Damn! I wish I’d known this when I was writing “Moon Dreams!”

iPad, BeBot, Pandora and the ‘tech’ industry

iPad wallpaper

Jobs Motto

So I haven’t said much about my constant companion, the iPad, recently. 

  • I updated to iOS5 the day it released, of course on an Orig, it’s not  the same as it probably is on a 2 but it’s still good.  I think iCloud’s (base) is going to work out well and the iMessage etc look interesting.  The tabs in Safari took a few hours to get used to but they are an improvement.
  • Other than a pretty good hand holding experience during set up I haven’t had much ‘contact’ with the new.  Which in my experience is actually a good thing.  I may be a fantasist and romantic but I’m als a bit of a stick in the mud, if something works, why change it for the sake of change?
  • Biggest headache was having to update what seemed like umpteen Apps but as usual it happened pretty seamlessly. 
  • My biggest iPad laugh was taking it(them actually) to my sister in-law’s and I think her little grand son(4?) whose had an iPad longer than I have, flipped the selector switch on the side of my wife’s iPad, muting it.  It took me an HOUR and several hard boots and harder words, to figure out the poor thing was doing what it was told, I just didn’t understand.  
  • So at the same meeting of iPad carriers, we were introduced to BeBot, a simply wonderful time sink, and maybe the closest thing to a new instrument I have seen in a long time.  It’s just an App but it turns the iPad into a synthesizer with a pure touch interface, you run your finger(s) over the screen to make synth music.  Quite a few interesting base options and lots of ways to vary them.  I could see someone becoming a professional BeBotist in the future, or BeBot Groups getting together.  It’s currently only an instrument, it does not record, I hope they come out with a version which lets you ‘lay tracks’ etc. 
  • Pandora, the phenomenon, I listen to little else these days, on my iPad or laptop.   I have found music that I love, that I had never heard or been able to follow up on before.  This is by far the best way to listen to music.  As I have said elsewhere, the fact that I cannot absolutely control what I am listening to but can make my opinion ‘heard’ is simply a phenomenal breakthrough in listening pleasure.

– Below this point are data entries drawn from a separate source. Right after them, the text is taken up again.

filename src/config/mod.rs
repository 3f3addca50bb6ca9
pub mod types;
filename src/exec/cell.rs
/// Execution cell: one code string, one deadline, one outcome
///
/// The cell runs a snippet exactly once and races its settlement against a
/// deadline. The race resolves exactly once: for deferred evaluations the
/// single `recv_deadline` call is the settle point, and a settlement
/// arriving after the deadline lands on a dropped receiver and is a no-op.
///
/// A synchronous, non-deferred snippet cannot be cut off — the deadline is
/// only consulted at the await point, so a CPU-bound snippet that never
/// yields blocks the cell until it returns. True preemption of the *report*
/// requires isolated mode (see `exec::worker`).
use std::time::{Duration, Instant};

use crossbeam_channel::RecvTimeoutError;

use crate::config::types::Outcome;
use crate::exec::engine::{Evaluation, SnippetEngine};
use crate::sandbox::{SandboxContext, Scope};

/// The one interface the aggregation side sees: inline and isolated cells
/// implement it identically, so consumers never know which ran.
pub trait SnippetCell {
    fn run(&mut self, code: &str, timeout: Duration) -> Outcome;
}

/// In-process cell: the snippet runs on the caller's thread.
pub struct ExecutionCell<E: SnippetEngine> {
    engine: E,
    scope: Scope,
    context: SandboxContext,
    policy: Option<String>,
}

impl<E: SnippetEngine> ExecutionCell<E> {
    /// Build a cell and harden its scope once. The context is an explicit
    /// configuration value; hardening never runs again for this cell.
    pub fn new(
        engine: E,
        mut scope: Scope,
        mut context: SandboxContext,
        policy: Option<String>,
    ) -> Self {
        let report = context.harden(&mut scope, policy.as_deref());
        if !report.skipped.is_empty() {
            log::debug!(
                "hardening left {} locked binding(s) in place",
                report.skipped.len()
            );
        }
        Self {
            engine,
            scope,
            context,
            policy,
        }
    }

    pub fn scope(&self) -> &Scope {
        &self.scope
    }
}

impl<E: SnippetEngine> SnippetCell for ExecutionCell<E> {
    fn run(&mut self, code: &str, timeout: Duration) -> Outcome {
        let start = Instant::now();
        let deadline = start + timeout;

        // Policy pass is idempotent and cheap; the full hardening sweep
        // already happened at construction.
        self.context.harden(&mut self.scope, self.policy.as_deref());

        match self.engine.eval(code, &self.scope) {
            // Synchronous settlement wins the race unconditionally; in a
            // cooperative regime the deadline cannot fire first.
            Evaluation::Ready(Ok(())) => Outcome::completed(start.elapsed()),
            Evaluation::Ready(Err(fault)) => Outcome::thrown(start.elapsed(), fault.message),
            Evaluation::Pending(settlement) => match settlement.recv_deadline(deadline) {
                Ok(Ok(())) => Outcome::completed(start.elapsed()),
                Ok(Err(fault)) => Outcome::thrown(start.elapsed(), fault.message),
                Err(RecvTimeoutError::Timeout) => Outcome::timed_out(start.elapsed()),
                // The engine dropped its sender without settling; that is
                // an engine fault, surfaced as a thrown outcome so the
                // sample stays in the sequence.
                Err(RecvTimeoutError::Disconnected) => {
                    Outcome::thrown(start.elapsed(), "snippet settlement channel closed")
                }
            },
        }
    }
}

And so to the Tech industry, who is finally settling into a funk over the dominance of Apple, iOS, the iPad, and to some extent the death and ascencion to TechSaintHood of Steve Job’s (that’s a comment on others, not a slam at Mr.Jobs who was as human as they come but the right gifted man at the right pivots of  [tech] history.) 

It seems to me that anyone out there who looks at the industry with a reasonably open mind will see that pervasive lacks have impaired broad swaths of the industry

  1. originality
  2. innovative risk taking
  3. long-range vision
  4. middle distant financial horizons. 

Jobs seems to have recognized these things and was able to use Apple and the experience he gained while in the wilderness to build a product platform + family + business-model that others seem unable or perhaps unwilling to compete with. 

Most fundamental to the paralysis is item 4 above with a lot of 3 in support. Jobs was able to keep building his model over a long period of relatively lack luster performance.   He was lucky, in that no one really expected great things of Apple but it had a dedicated customer base and no one in a place to counter or make use of the knowledge understood what he was doing till it was too late.  He was cagey and secretive, probably because that was just the way he was, but also because he knew that if some of his business partners understood what he wanted to do and came to believe in it like he did, he’d probably have a harder time making enough money to keep the project going when he needed cash flow to push some of the concepts forward. He was also like most visionaries and his understanding of his own  vision evolved and developed detail over time.  And of course, no one else knew what they should be watching for. 

So now we have people talking up Amazon’s Fire as a competitor.  Why, because its Amazon and Amazon had the Kindle.  I’m not sure but I think they miss the point.  The Kindle was the front end of a digital book store.  The Nook showed that with color and the right price you could have a bit more than that.  The Fire is a shopping window and digital sales point for Amazon, yes it’s also a reader and a tablet, but its main purpose is as a shop window. 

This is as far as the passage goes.